## RECORDS PROVIDED
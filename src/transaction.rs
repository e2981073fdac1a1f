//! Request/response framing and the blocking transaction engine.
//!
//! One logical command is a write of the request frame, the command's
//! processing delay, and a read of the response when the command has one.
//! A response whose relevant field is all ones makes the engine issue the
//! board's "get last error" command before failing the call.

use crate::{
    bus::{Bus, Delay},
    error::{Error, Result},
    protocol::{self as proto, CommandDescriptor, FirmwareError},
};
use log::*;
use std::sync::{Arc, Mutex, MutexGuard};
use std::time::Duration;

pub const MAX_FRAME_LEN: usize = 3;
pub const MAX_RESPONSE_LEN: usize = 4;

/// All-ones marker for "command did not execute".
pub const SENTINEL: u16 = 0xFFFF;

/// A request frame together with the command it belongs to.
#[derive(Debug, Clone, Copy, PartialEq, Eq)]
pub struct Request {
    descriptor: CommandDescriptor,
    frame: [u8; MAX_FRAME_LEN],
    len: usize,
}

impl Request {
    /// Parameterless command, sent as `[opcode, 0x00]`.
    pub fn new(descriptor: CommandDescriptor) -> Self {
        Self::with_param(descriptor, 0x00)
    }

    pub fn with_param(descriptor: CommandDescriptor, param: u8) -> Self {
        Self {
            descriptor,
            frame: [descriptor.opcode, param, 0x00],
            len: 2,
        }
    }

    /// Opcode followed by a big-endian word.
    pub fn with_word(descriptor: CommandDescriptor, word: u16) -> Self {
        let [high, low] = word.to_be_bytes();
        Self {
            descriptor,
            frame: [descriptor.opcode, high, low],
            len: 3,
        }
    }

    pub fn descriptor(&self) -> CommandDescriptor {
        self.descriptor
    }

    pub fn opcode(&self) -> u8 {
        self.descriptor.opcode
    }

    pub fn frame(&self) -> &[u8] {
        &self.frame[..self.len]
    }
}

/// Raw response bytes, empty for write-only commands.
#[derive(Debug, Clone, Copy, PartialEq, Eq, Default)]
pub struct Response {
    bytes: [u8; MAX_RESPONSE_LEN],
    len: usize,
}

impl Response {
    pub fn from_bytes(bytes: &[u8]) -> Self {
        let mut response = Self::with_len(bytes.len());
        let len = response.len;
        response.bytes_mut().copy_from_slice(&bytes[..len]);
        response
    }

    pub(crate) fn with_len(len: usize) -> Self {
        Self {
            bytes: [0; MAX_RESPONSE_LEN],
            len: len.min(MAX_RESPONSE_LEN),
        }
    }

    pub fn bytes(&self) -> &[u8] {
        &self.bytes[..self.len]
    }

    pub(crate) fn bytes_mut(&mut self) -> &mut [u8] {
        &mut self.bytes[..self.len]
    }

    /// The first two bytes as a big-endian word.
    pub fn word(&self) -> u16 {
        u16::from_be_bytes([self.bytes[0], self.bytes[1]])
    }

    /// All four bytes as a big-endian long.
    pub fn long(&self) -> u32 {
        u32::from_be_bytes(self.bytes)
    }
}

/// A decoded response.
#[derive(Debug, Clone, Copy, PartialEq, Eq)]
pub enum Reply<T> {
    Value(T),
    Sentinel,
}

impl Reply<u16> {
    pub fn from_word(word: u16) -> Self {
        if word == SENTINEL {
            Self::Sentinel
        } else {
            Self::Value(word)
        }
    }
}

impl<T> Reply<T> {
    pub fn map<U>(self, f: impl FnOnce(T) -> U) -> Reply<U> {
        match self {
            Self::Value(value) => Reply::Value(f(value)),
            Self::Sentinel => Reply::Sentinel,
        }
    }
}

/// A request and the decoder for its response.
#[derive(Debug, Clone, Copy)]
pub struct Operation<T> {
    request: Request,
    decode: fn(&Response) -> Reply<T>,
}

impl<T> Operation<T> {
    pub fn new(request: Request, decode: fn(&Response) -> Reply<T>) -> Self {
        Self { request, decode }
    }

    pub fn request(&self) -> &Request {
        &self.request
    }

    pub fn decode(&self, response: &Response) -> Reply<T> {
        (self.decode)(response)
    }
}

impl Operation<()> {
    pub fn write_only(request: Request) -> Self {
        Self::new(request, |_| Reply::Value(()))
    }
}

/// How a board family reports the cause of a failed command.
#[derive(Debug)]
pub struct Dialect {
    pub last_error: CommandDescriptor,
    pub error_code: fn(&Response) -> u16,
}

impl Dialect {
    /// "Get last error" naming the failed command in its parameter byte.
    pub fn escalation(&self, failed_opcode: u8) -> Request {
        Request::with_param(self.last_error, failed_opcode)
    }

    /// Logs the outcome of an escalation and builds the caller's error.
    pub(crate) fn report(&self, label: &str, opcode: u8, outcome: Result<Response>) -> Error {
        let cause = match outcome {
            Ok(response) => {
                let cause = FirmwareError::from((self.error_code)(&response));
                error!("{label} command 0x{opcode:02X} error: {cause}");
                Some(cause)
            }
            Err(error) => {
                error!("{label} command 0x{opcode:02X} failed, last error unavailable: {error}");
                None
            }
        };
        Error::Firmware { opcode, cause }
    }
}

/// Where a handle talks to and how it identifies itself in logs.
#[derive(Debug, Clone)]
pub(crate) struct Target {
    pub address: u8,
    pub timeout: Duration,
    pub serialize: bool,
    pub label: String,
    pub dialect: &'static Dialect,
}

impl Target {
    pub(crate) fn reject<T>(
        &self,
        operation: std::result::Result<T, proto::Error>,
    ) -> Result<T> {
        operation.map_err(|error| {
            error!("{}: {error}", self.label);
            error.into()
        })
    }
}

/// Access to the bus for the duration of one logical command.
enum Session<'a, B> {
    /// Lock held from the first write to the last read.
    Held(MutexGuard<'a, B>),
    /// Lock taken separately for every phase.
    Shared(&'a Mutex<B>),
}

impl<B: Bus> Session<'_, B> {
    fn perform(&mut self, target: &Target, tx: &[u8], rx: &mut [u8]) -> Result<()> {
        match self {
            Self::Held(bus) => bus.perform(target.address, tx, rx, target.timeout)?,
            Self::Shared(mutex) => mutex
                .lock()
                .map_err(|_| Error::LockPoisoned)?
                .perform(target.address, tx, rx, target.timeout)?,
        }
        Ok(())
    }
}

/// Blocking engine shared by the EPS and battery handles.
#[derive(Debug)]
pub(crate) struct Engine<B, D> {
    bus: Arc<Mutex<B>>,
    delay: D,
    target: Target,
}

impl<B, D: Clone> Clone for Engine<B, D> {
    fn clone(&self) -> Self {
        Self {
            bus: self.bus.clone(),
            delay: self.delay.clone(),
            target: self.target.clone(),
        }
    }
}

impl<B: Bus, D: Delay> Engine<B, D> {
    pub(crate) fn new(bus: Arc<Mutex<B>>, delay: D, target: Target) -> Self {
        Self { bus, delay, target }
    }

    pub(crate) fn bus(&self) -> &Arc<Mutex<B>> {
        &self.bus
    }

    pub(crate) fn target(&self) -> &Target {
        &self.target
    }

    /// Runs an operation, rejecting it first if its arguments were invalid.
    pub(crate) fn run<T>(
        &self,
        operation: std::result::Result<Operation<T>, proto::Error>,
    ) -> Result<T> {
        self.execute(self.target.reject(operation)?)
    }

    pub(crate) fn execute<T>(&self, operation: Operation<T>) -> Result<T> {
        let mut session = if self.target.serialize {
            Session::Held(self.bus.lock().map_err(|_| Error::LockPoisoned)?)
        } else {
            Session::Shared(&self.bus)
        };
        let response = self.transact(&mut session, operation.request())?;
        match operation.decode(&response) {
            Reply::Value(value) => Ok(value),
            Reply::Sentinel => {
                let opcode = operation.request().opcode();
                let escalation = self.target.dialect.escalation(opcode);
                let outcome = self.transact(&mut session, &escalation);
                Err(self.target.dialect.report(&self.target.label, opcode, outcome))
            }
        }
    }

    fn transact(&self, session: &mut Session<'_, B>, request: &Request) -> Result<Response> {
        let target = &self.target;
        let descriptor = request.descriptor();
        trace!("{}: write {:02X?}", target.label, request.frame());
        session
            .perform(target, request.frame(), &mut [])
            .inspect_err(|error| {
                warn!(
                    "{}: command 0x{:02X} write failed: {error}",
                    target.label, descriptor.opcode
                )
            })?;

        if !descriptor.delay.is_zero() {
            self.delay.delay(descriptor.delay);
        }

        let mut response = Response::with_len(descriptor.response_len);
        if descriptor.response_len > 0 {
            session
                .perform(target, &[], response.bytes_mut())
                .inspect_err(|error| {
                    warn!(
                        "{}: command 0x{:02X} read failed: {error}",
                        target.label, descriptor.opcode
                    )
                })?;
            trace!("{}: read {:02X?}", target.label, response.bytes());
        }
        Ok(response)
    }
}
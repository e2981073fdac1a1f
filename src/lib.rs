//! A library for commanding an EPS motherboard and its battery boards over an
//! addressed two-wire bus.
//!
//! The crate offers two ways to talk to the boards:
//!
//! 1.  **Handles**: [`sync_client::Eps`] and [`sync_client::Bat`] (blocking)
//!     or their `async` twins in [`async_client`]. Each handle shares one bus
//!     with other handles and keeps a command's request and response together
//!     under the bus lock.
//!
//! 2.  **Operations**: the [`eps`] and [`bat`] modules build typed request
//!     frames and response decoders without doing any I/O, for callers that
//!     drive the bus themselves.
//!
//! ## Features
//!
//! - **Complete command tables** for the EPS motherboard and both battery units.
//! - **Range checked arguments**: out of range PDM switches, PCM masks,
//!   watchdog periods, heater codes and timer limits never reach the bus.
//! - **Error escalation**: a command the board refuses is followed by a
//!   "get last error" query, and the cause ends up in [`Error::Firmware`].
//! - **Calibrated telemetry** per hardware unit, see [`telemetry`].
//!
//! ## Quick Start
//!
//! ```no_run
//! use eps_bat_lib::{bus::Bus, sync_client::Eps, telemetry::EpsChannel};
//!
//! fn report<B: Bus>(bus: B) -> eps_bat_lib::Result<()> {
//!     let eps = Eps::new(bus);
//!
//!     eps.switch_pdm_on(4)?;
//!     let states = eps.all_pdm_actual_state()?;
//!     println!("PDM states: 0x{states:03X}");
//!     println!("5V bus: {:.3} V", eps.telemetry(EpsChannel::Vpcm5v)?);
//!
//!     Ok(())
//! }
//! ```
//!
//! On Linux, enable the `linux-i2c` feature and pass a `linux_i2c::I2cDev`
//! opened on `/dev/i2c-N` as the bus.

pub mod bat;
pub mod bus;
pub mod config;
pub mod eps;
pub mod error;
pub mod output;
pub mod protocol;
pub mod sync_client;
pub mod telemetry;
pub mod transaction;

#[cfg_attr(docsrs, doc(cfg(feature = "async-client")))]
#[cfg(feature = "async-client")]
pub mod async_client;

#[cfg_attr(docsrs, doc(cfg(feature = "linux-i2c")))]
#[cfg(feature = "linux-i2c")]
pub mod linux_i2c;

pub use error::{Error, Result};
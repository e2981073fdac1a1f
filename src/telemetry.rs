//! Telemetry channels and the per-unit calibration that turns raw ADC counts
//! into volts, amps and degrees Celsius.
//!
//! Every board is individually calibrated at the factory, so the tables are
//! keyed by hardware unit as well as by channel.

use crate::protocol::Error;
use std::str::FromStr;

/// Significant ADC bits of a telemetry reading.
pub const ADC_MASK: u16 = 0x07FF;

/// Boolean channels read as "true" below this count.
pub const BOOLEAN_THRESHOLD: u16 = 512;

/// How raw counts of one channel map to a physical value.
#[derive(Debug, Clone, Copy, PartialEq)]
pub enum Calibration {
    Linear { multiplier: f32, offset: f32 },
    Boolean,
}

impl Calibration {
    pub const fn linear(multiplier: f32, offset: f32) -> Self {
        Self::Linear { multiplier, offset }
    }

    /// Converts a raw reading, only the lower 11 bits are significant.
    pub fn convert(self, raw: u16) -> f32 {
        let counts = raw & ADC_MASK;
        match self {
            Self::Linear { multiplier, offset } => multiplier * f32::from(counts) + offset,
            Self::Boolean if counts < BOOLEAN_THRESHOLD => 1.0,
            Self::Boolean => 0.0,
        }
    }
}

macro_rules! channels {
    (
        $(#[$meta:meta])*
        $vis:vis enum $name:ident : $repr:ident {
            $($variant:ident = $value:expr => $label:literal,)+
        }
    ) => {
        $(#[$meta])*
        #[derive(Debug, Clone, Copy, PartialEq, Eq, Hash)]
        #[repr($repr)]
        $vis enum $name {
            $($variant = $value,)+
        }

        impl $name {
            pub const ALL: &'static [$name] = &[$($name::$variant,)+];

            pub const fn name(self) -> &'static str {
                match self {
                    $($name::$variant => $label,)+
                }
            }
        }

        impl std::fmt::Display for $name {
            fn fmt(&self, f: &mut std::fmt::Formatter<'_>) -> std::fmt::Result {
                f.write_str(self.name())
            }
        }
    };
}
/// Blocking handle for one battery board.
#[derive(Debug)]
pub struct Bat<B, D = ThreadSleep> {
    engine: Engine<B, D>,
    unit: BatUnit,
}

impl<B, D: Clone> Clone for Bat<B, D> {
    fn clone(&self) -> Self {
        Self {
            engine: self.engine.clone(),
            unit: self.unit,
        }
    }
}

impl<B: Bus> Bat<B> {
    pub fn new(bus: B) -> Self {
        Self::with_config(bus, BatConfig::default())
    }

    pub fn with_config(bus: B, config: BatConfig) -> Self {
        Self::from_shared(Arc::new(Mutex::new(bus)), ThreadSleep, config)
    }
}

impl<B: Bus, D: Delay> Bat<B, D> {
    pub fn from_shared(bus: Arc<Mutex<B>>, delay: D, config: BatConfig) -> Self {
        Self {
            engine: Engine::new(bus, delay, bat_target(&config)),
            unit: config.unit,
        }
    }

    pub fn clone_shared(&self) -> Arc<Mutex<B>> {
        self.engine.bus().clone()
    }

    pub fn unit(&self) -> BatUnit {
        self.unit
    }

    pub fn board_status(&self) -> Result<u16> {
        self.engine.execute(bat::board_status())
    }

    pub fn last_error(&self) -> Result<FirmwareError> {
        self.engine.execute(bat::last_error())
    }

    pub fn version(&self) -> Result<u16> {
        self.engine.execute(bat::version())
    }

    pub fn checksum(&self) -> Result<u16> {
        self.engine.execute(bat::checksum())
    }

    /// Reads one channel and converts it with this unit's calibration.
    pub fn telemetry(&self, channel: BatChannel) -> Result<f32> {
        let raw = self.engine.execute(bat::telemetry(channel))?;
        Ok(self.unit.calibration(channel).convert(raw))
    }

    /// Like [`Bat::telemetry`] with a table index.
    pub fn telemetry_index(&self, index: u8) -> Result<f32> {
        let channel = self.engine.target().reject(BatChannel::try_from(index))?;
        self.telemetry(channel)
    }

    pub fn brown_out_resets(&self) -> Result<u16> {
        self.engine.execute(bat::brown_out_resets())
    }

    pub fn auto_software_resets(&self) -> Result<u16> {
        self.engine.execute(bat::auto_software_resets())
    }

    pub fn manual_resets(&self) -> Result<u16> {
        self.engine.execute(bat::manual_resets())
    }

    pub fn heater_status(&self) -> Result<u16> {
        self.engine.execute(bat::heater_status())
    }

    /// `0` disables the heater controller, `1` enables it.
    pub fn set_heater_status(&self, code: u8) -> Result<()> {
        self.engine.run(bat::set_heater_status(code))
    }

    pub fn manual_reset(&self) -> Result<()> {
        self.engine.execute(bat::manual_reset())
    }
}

## YOUR ASSIGNMENT
Emit an exact copy of the lines spanning the start of the records to the line containing "command has one.", inclusive, and no other output.

## EXPECTED ANSWER
filename src/transaction.rs
repository e2981073fdac1a1f
//! Request/response framing and the blocking transaction engine.
//!
//! One logical command is a write of the request frame, the command's
//! processing delay, and a read of the response when the command has one.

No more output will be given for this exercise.